> [GOAL OF THE EXERCISE]
Output only the line that contains "index is visited." and the lines after it, all verbatim, through the last one below.

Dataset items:
• • •

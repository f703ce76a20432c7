use std::fmt::{Display, Formatter};
use std::sync::Arc;
use std::time::Instant;

use serde::{Deserialize, Serialize};

/// Opaque identifier of a work unit, assigned by the store in creation order.
#[derive(Debug, Clone, Copy, PartialEq, Eq, PartialOrd, Ord, Hash, Serialize, Deserialize)]
#[serde(transparent)]
pub struct UnitId(pub u64);

impl Display for UnitId {
    fn fmt(&self, f: &mut Formatter<'_>) -> std::fmt::Result {
        write!(f, "{}", hex::encode(self.0.to_be_bytes()))
    }
}

/// Identifier of one subscription. A reconnecting client receives a fresh one.
#[derive(Debug, Clone, Copy, PartialEq, Eq, PartialOrd, Ord, Hash, Serialize, Deserialize)]
#[serde(transparent)]
pub struct ClientId(pub u64);

impl Display for ClientId {
    fn fmt(&self, f: &mut Formatter<'_>) -> std::fmt::Result {
        write!(f, "client-{}", self.0)
    }
}

/// Lifecycle state of a work unit.
#[derive(Debug, Clone, PartialEq, Eq)]
pub enum UnitState {
    Pending,
    Leased { holder: ClientId, expires_at: Instant },
    Completed { hash: Vec<u8>, nonce: u64 },
}

impl UnitState {
    pub fn kind(&self) -> StateKind {
        match self {
            UnitState::Pending => StateKind::Pending,
            UnitState::Leased { .. } => StateKind::Leased,
            UnitState::Completed { .. } => StateKind::Completed,
        }
    }
}

/// Field-less view of [`UnitState`], used in errors and counters.
#[derive(Debug, Clone, Copy, PartialEq, Eq, Hash)]
pub enum StateKind {
    Pending,
    Leased,
    Completed,
}

impl Display for StateKind {
    fn fmt(&self, f: &mut Formatter<'_>) -> std::fmt::Result {
        match self {
            StateKind::Pending => write!(f, "pending"),
            StateKind::Leased => write!(f, "leased"),
            StateKind::Completed => write!(f, "completed"),
        }
    }
}

/// One block payload plus its difficulty target.
#[derive(Debug, Clone, PartialEq, Eq)]
pub struct WorkUnit {
    pub id: UnitId,
    pub data: Arc<[u8]>,
    /// Minimum leading zero bits of a valid hash.
    pub difficulty: u32,
    pub state: UnitState,
    /// Holder of the most recent lease, kept across requeues.
    pub previous_holder: Option<ClientId>,
}

impl WorkUnit {
    pub fn lease_holder(&self) -> Option<ClientId> {
        match self.state {
            UnitState::Leased { holder, .. } => Some(holder),
            _ => None,
        }
    }

    pub fn is_completed(&self) -> bool {
        matches!(self.state, UnitState::Completed { .. })
    }
}

/// Subscribe request: the client-declared, unauthenticated name.
#[derive(Debug, Clone, PartialEq, Eq, Serialize, Deserialize)]
pub struct ClientInfo {
    pub name: String,
}

impl ClientInfo {
    pub fn new(name: impl Into<String>) -> Self {
        Self { name: name.into() }
    }
}

/// Work pushed to a subscribed client.
#[derive(Debug, Clone, PartialEq, Eq, Serialize, Deserialize)]
pub struct Assignment {
    pub id: UnitId,
    pub data: Vec<u8>,
    pub difficulty: u32,
    /// Big-endian threshold: a hash is valid iff it is `<=` this template.
    pub target: Vec<u8>,
}

/// Submit request: a computed result for a previously assigned unit.
#[derive(Debug, Clone, PartialEq, Eq, Serialize, Deserialize)]
pub struct Block {
    pub id: UnitId,
    pub data: Vec<u8>,
    pub hash: Vec<u8>,
    pub nonce: u64,
}

impl Block {
    pub fn hash_hex(&self) -> String {
        hex::encode(&self.hash)
    }
}

/// Outcome of a submission.
#[derive(Debug, Clone, Copy, PartialEq, Eq, Hash, Serialize, Deserialize)]
#[repr(u32)]
pub enum StatusCode {
    Accepted = 0,
    RejectedInvalidProof = 1,
    RejectedUnknown = 2,
    RejectedStale = 3,
    RejectedUnauthorized = 4,
}

impl StatusCode {
    pub fn code(self) -> u32 {
        self as u32
    }

    pub fn from_code(code: u32) -> Option<Self> {
        match code {
            0 => Some(StatusCode::Accepted),
            1 => Some(StatusCode::RejectedInvalidProof),
            2 => Some(StatusCode::RejectedUnknown),
            3 => Some(StatusCode::RejectedStale),
            4 => Some(StatusCode::RejectedUnauthorized),
            _ => None,
        }
    }

    pub fn is_accepted(self) -> bool {
        self == StatusCode::Accepted
    }
}

impl Display for StatusCode {
    fn fmt(&self, f: &mut Formatter<'_>) -> std::fmt::Result {
        match self {
            StatusCode::Accepted => write!(f, "accepted"),
            StatusCode::RejectedInvalidProof => write!(f, "rejected: invalid proof"),
            StatusCode::RejectedUnknown => write!(f, "rejected: unknown unit"),
            StatusCode::RejectedStale => write!(f, "rejected: stale"),
            StatusCode::RejectedUnauthorized => write!(f, "rejected: unauthorized"),
        }
    }
}

/// Wire form of a submission reply.
#[derive(Debug, Clone, Copy, PartialEq, Eq, Serialize, Deserialize)]
pub struct BlockStatus {
    pub code: u32,
}

impl From<StatusCode> for BlockStatus {
    fn from(status: StatusCode) -> Self {
        Self {
            code: status.code(),
        }
    }
}

impl BlockStatus {
    pub fn status(&self) -> Option<StatusCode> {
        StatusCode::from_code(self.code)
    }
}

/// A payload handed to the pool by the external producer.
#[derive(Debug, Clone, PartialEq, Eq, Serialize, Deserialize)]
pub struct NewWork {
    pub data: Vec<u8>,
    pub difficulty: u32,
}

/// An accepted result, reported back to the producer side.
#[derive(Debug, Clone, PartialEq, Eq, Serialize, Deserialize)]
pub struct CompletedWork {
    pub id: UnitId,
    pub data: Vec<u8>,
    pub hash: Vec<u8>,
    pub nonce: u64,
    pub solved_by: String,
}

/// Snapshot of unit and session counts.
#[derive(Debug, Clone, Copy, Default, PartialEq, Eq, Serialize, Deserialize)]
pub struct PoolStats {
    pub pending: usize,
    pub leased: usize,
    pub completed: usize,
    pub sessions: usize,
}
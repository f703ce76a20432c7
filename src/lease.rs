//! Lease assignment and expiry-based reclaim.
//!
//! Pending units are indexed by id, which is creation order, so the oldest
//! pending unit is always the first entry. Requeued units go back to their
//! original position rather than the tail.
use std::collections::BTreeMap;
use std::sync::{Arc, Mutex, MutexGuard};
use std::time::{Duration, Instant};

use tokio::sync::Notify;
use tokio::time::MissedTickBehavior;
use tokio_util::sync::CancellationToken;
use tracing::{debug, info, warn, Level};

use crate::error::{LeaseError, StoreError};
use crate::store::WorkUnitStore;
use crate::time::Clock;
use crate::types::{ClientId, UnitId, WorkUnit};

pub struct LeaseManager {
    store: Arc<WorkUnitStore>,
    /// Pending unit ids mapped to the holder of their most recent lease.
    pending: Mutex<BTreeMap<UnitId, Option<ClientId>>>,
    clock: Arc<dyn Clock>,
    lease_ttl: Duration,
    work_ready: Notify,
}

impl std::fmt::Debug for LeaseManager {
    fn fmt(&self, f: &mut std::fmt::Formatter<'_>) -> std::fmt::Result {
        f.debug_struct("LeaseManager")
            .field("pending", &self.pending_len())
            .field("lease_ttl", &self.lease_ttl)
            .finish_non_exhaustive()
    }
}

impl LeaseManager {
    pub fn new(store: Arc<WorkUnitStore>, clock: Arc<dyn Clock>, lease_ttl: Duration) -> Self {
        Self {
            store,
            pending: Mutex::new(BTreeMap::new()),
            clock,
            lease_ttl,
            work_ready: Notify::new(),
        }
    }

    pub fn store(&self) -> &Arc<WorkUnitStore> {
        &self.store
    }

    /// Wakes idle sessions whenever a unit becomes pending.
    pub fn work_ready(&self) -> &Notify {
        &self.work_ready
    }

    fn lock_pending(&self) -> MutexGuard<'_, BTreeMap<UnitId, Option<ClientId>>> {
        self.pending.lock().unwrap_or_else(|e| e.into_inner())
    }

    fn index(&self, id: UnitId, previous_holder: Option<ClientId>) {
        self.lock_pending().insert(id, previous_holder);
        self.work_ready.notify_waiters();
    }

    /// Create a unit and make it assignable.
    pub fn enqueue(&self, data: impl Into<Arc<[u8]>>, difficulty: u32) -> Result<UnitId, StoreError> {
        let id = self.store.create(data, difficulty)?;
        self.index(id, None);
        debug!(unit = %id, difficulty, "unit enqueued");
        Ok(id)
    }

    /// Lease the oldest pending unit to `client`.
    ///
    /// Units this client held last are skipped while any other pending unit
    /// exists, and used as a fallback otherwise.
    pub fn acquire(&self, client: ClientId) -> Result<WorkUnit, LeaseError> {
        loop {
            // Computed before a unit is taken off the queue, so a failure leaves it queued.
            let expires_at = self
                .clock
                .now()
                .checked_add(self.lease_ttl)
                .ok_or(LeaseError::ExpiryOverflow { ttl: self.lease_ttl })?;
            let id = {
                let mut pending = self.lock_pending();
                let pick = pending
                    .iter()
                    .find(|(_, previous)| **previous != Some(client))
                    .or_else(|| pending.iter().next())
                    .map(|(id, _)| *id);
                let Some(id) = pick else {
                    return Err(LeaseError::NoWorkAvailable);
                };
                pending.remove(&id);
                id
            };

            match self.store.mark_leased(id, client, expires_at) {
                Ok(unit) => {
                    debug!(unit = %id, %client, "lease granted");
                    return Ok(unit);
                }
                Err(err) => {
                    // Only pending units are indexed; a stale entry is dropped and skipped.
                    warn!(unit = %id, %err, "dropping stale pending entry");
                }
            }
        }
    }

    /// Return a leased unit to pending immediately.
    pub fn release(&self, id: UnitId) -> Result<bool, StoreError> {
        let released = self.store.mark_pending(id)?;
        Ok(self.requeue(id, released))
    }

    /// Release `id` only if `client` still holds it.
    pub fn release_held(&self, id: UnitId, client: ClientId) -> Result<bool, StoreError> {
        let released = self.store.mark_pending_if(id, |holder, _| holder == client)?;
        Ok(self.requeue(id, released))
    }

    fn requeue(&self, id: UnitId, released: Option<ClientId>) -> bool {
        match released {
            Some(holder) => {
                debug!(unit = %id, %holder, "lease released");
                self.index(id, Some(holder));
                true
            }
            None => false,
        }
    }

    /// Requeue every lease that has run out. Returns how many were reclaimed.
    pub fn reclaim_expired(&self) -> usize {
        let now = self.clock.now();
        self.reclaim(self.store.expired_leases(now), now)
    }

    fn reclaim(&self, expired: Vec<UnitId>, now: Instant) -> usize {
        let mut reclaimed = 0;
        for id in expired {
            // Re-checked under the unit lock: the lease may have changed hands since the scan.
            match self.store.mark_pending_if(id, |_, expires_at| expires_at <= now) {
                Ok(released) => {
                    if self.requeue(id, released) {
                        reclaimed += 1;
                    }
                }
                Err(err) => warn!(unit = %id, %err, "failed to reclaim lease"),
            }
        }
        reclaimed
    }

    pub fn pending_len(&self) -> usize {
        self.lock_pending().len()
    }
}

/// Periodically reclaim expired leases until `cancel` fires.
pub async fn run_sweeper(leases: Arc<LeaseManager>, interval: Duration, cancel: CancellationToken) {
    let mut ticker = tokio::time::interval(interval);
    ticker.set_missed_tick_behavior(MissedTickBehavior::Skip);
    debug!(?interval, "lease sweeper started");

    loop {
        tokio::select! {
            _ = cancel.cancelled() => break,
            _ = ticker.tick() => {
                let reclaimed = leases.reclaim_expired();
                if reclaimed > 0 {
                    info!(reclaimed, "requeued expired leases");
                }
                if tracing::enabled!(Level::DEBUG) {
                    let counts = leases.store().counts();
                    debug!(
                        pending = counts.pending,
                        leased = counts.leased,
                        completed = counts.completed,
                        "sweep finished"
                    );
                }
            }
        }
    }

    debug!("lease sweeper stopped");
}
//! Lease-based proof-of-work distribution for pools of untrusted workers.
//!
//! A [`Pool`] hands out work units (payload plus difficulty) to subscribed
//! clients, one at a time per client, and accepts at most one valid result per
//! unit. Leases expire after a configurable TTL and are swept back into the
//! queue, so a stalled or vanished worker never pins a unit.
//!
//! ```no_run
//! # async fn demo() -> Result<(), powpool::Error> {
//! use powpool::{ClientInfo, PoolConfig, Pool, SolverBuilder};
//!
//! let pool = Pool::start(PoolConfig::default())?;
//! pool.producer().push(b"block".to_vec(), 12)?;
//!
//! let mut sub = pool.subscribe(ClientInfo::new("worker-1"))?;
//! let solver = SolverBuilder::default().build().expect("defaults are valid");
//! if let Some(assignment) = sub.next().await {
//!     let block = solver.solve_assignment(&assignment)?;
//!     let status = pool.submit(sub.client_id(), block);
//!     println!("{:?}", status.status());
//! }
//! # Ok(())
//! # }
//! ```

pub mod broker;
pub mod config;
pub mod error;
pub mod hash;
pub mod lease;
pub mod logging;
pub mod service;
pub mod solver;
pub mod store;
pub mod submit;
pub mod time;
pub mod types;
pub mod validator;

pub use broker::{ClientSession, Subscription, SubscriptionBroker};
pub use config::{PoolConfig, PoolConfigBuilder, MAX_LEASE_TTL};
pub use error::{Error, LeaseError, ProofError, StoreError};
pub use hash::{Argon2Params, HashAlgorithm, ScryptParams};
pub use lease::LeaseManager;
pub use service::{Pool, WorkProducer};
pub use solver::{Solution, Solver, SolverBuilder};
pub use store::WorkUnitStore;
pub use submit::SubmissionHandler;
pub use types::{
    Assignment, Block, BlockStatus, ClientId, ClientInfo, CompletedWork, NewWork, PoolStats,
    StatusCode, UnitId, UnitState, WorkUnit,
};
pub use validator::{leading_zero_bits, meets_difficulty};
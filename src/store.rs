//! Canonical lifecycle state of every known work unit.
//!
//! Each unit lives behind its own mutex, so transitions on distinct units never
//! contend. The map itself only guards membership. Live leases are also kept in
//! an expiry-ordered index, and per-state counts are maintained on every
//! transition, so neither the sweep nor stats have to visit completed units.
//!
//! Lock order: a unit's mutex, then the lease index. Nothing locks a unit while
//! holding the index.
use std::collections::BTreeSet;
use std::sync::atomic::{AtomicU64, AtomicUsize, Ordering};
use std::sync::{Arc, Mutex, MutexGuard};
use std::time::Instant;

use dashmap::DashMap;

use crate::error::StoreError;
use crate::types::{ClientId, StateKind, UnitId, UnitState, WorkUnit};

#[derive(Debug)]
pub struct WorkUnitStore {
    units: DashMap<UnitId, Arc<Mutex<WorkUnit>>>,
    /// `(expires_at, id)` of every leased unit.
    leases: Mutex<BTreeSet<(Instant, UnitId)>>,
    next_id: AtomicU64,
    len: AtomicUsize,
    capacity: usize,
    pending: AtomicUsize,
    leased: AtomicUsize,
    completed: AtomicUsize,
}

/// Per-state unit counts.
#[derive(Debug, Clone, Copy, Default, PartialEq, Eq)]
pub struct StateCounts {
    pub pending: usize,
    pub leased: usize,
    pub completed: usize,
}

fn lock(unit: &Mutex<WorkUnit>) -> MutexGuard<'_, WorkUnit> {
    // Every critical section leaves the record consistent, so a poisoned lock is still usable.
    unit.lock().unwrap_or_else(|e| e.into_inner())
}

impl WorkUnitStore {
    pub fn new(capacity: usize) -> Self {
        Self {
            units: DashMap::new(),
            leases: Mutex::new(BTreeSet::new()),
            next_id: AtomicU64::new(0),
            len: AtomicUsize::new(0),
            capacity,
            pending: AtomicUsize::new(0),
            leased: AtomicUsize::new(0),
            completed: AtomicUsize::new(0),
        }
    }

    fn lock_leases(&self) -> MutexGuard<'_, BTreeSet<(Instant, UnitId)>> {
        self.leases.lock().unwrap_or_else(|e| e.into_inner())
    }

    /// Move a unit between count buckets. Called with the unit locked.
    fn shift(&self, from: StateKind, to: StateKind) {
        self.counter(from).fetch_sub(1, Ordering::SeqCst);
        self.counter(to).fetch_add(1, Ordering::SeqCst);
    }

    fn counter(&self, kind: StateKind) -> &AtomicUsize {
        match kind {
            StateKind::Pending => &self.pending,
            StateKind::Leased => &self.leased,
            StateKind::Completed => &self.completed,
        }
    }

    /// Register a new pending unit.
    pub fn create(&self, data: impl Into<Arc<[u8]>>, difficulty: u32) -> Result<UnitId, StoreError> {
        self.len
            .fetch_update(Ordering::SeqCst, Ordering::SeqCst, |n| {
                (n < self.capacity).then_some(n + 1)
            })
            .map_err(|_| StoreError::Exhausted)?;
        let id = match self
            .next_id
            .fetch_update(Ordering::SeqCst, Ordering::SeqCst, |n| n.checked_add(1))
        {
            Ok(id) => UnitId(id),
            Err(_) => {
                self.len.fetch_sub(1, Ordering::SeqCst);
                return Err(StoreError::Exhausted);
            }
        };
        let unit = WorkUnit {
            id,
            data: data.into(),
            difficulty,
            state: UnitState::Pending,
            previous_holder: None,
        };
        self.pending.fetch_add(1, Ordering::SeqCst);
        self.units.insert(id, Arc::new(Mutex::new(unit)));
        Ok(id)
    }

    fn entry(&self, id: UnitId) -> Result<Arc<Mutex<WorkUnit>>, StoreError> {
        self.units
            .get(&id)
            .map(|entry| entry.value().clone())
            .ok_or(StoreError::NotFound(id))
    }

    /// Snapshot of a unit.
    pub fn get(&self, id: UnitId) -> Result<WorkUnit, StoreError> {
        let entry = self.entry(id)?;
        let unit = lock(&entry);
        Ok(unit.clone())
    }

    /// Pending -> Leased.
    pub fn mark_leased(
        &self,
        id: UnitId,
        client: ClientId,
        expires_at: Instant,
    ) -> Result<WorkUnit, StoreError> {
        let entry = self.entry(id)?;
        let mut unit = lock(&entry);
        if unit.state != UnitState::Pending {
            return Err(StoreError::Conflict {
                id,
                state: unit.state.kind(),
            });
        }
        unit.state = UnitState::Leased {
            holder: client,
            expires_at,
        };
        unit.previous_holder = Some(client);
        self.lock_leases().insert((expires_at, id));
        self.shift(StateKind::Pending, StateKind::Leased);
        Ok(unit.clone())
    }

    /// Leased -> Pending. Returns the holder whose lease was revoked; pending
    /// and completed units are left untouched.
    pub fn mark_pending(&self, id: UnitId) -> Result<Option<ClientId>, StoreError> {
        self.mark_pending_if(id, |_, _| true)
    }

    /// Leased -> Pending, only if `pred(holder, expires_at)` holds while the
    /// unit is locked.
    pub fn mark_pending_if(
        &self,
        id: UnitId,
        pred: impl FnOnce(ClientId, Instant) -> bool,
    ) -> Result<Option<ClientId>, StoreError> {
        let entry = self.entry(id)?;
        let mut guard = lock(&entry);
        let unit = &mut *guard;
        if let UnitState::Leased { holder, expires_at } = unit.state {
            if pred(holder, expires_at) {
                unit.state = UnitState::Pending;
                self.lock_leases().remove(&(expires_at, id));
                self.shift(StateKind::Leased, StateKind::Pending);
                return Ok(Some(holder));
            }
        }
        Ok(None)
    }

    /// Leased by `claimant` -> Completed. Exactly one caller can win this per unit.
    pub fn mark_completed(
        &self,
        id: UnitId,
        claimant: ClientId,
        hash: Vec<u8>,
        nonce: u64,
    ) -> Result<WorkUnit, StoreError> {
        let entry = self.entry(id)?;
        let mut guard = lock(&entry);
        let unit = &mut *guard;
        let expires_at = match unit.state {
            UnitState::Leased { holder, expires_at } if holder == claimant => expires_at,
            _ => {
                return Err(StoreError::Conflict {
                    id,
                    state: unit.state.kind(),
                })
            }
        };
        unit.state = UnitState::Completed { hash, nonce };
        self.lock_leases().remove(&(expires_at, id));
        self.shift(StateKind::Leased, StateKind::Completed);
        Ok(unit.clone())
    }

    /// Ids of leased units whose lease ran out at or before `now`, soonest first.
    ///
    /// Only the expired prefix of the lease index is visited.
    pub fn expired_leases(&self, now: Instant) -> Vec<UnitId> {
        self.lock_leases()
            .iter()
            .take_while(|(expires_at, _)| *expires_at <= now)
            .map(|(_, id)| *id)
            .collect()
    }

    /// Per-state counts. Each counter is exact; the three are read separately.
    pub fn counts(&self) -> StateCounts {
        StateCounts {
            pending: self.pending.load(Ordering::SeqCst),
            leased: self.leased.load(Ordering::SeqCst),
            completed: self.completed.load(Ordering::SeqCst),
        }
    }

    pub fn len(&self) -> usize {
        self.len.load(Ordering::SeqCst)
    }

    pub fn is_empty(&self) -> bool {
        self.len() == 0
    }
}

• • •

> [TASK ANSWER]
    /// Only the expired prefix of the lease index is visited.
    pub fn expired_leases(&self, now: Instant) -> Vec<UnitId> {
        self.lock_leases()
            .iter()
            .take_while(|(expires_at, _)| *expires_at <= now)
            .map(|(_, id)| *id)
            .collect()
    }

    /// Per-state counts. Each counter is exact; the three are read separately.
    pub fn counts(&self) -> StateCounts {
        StateCounts {
            pending: self.pending.load(Ordering::SeqCst),
            leased: self.leased.load(Ordering::SeqCst),
            completed: self.completed.load(Ordering::SeqCst),
        }
    }

    pub fn len(&self) -> usize {
        self.len.load(Ordering::SeqCst)
    }

    pub fn is_empty(&self) -> bool {
        self.len() == 0
    }
}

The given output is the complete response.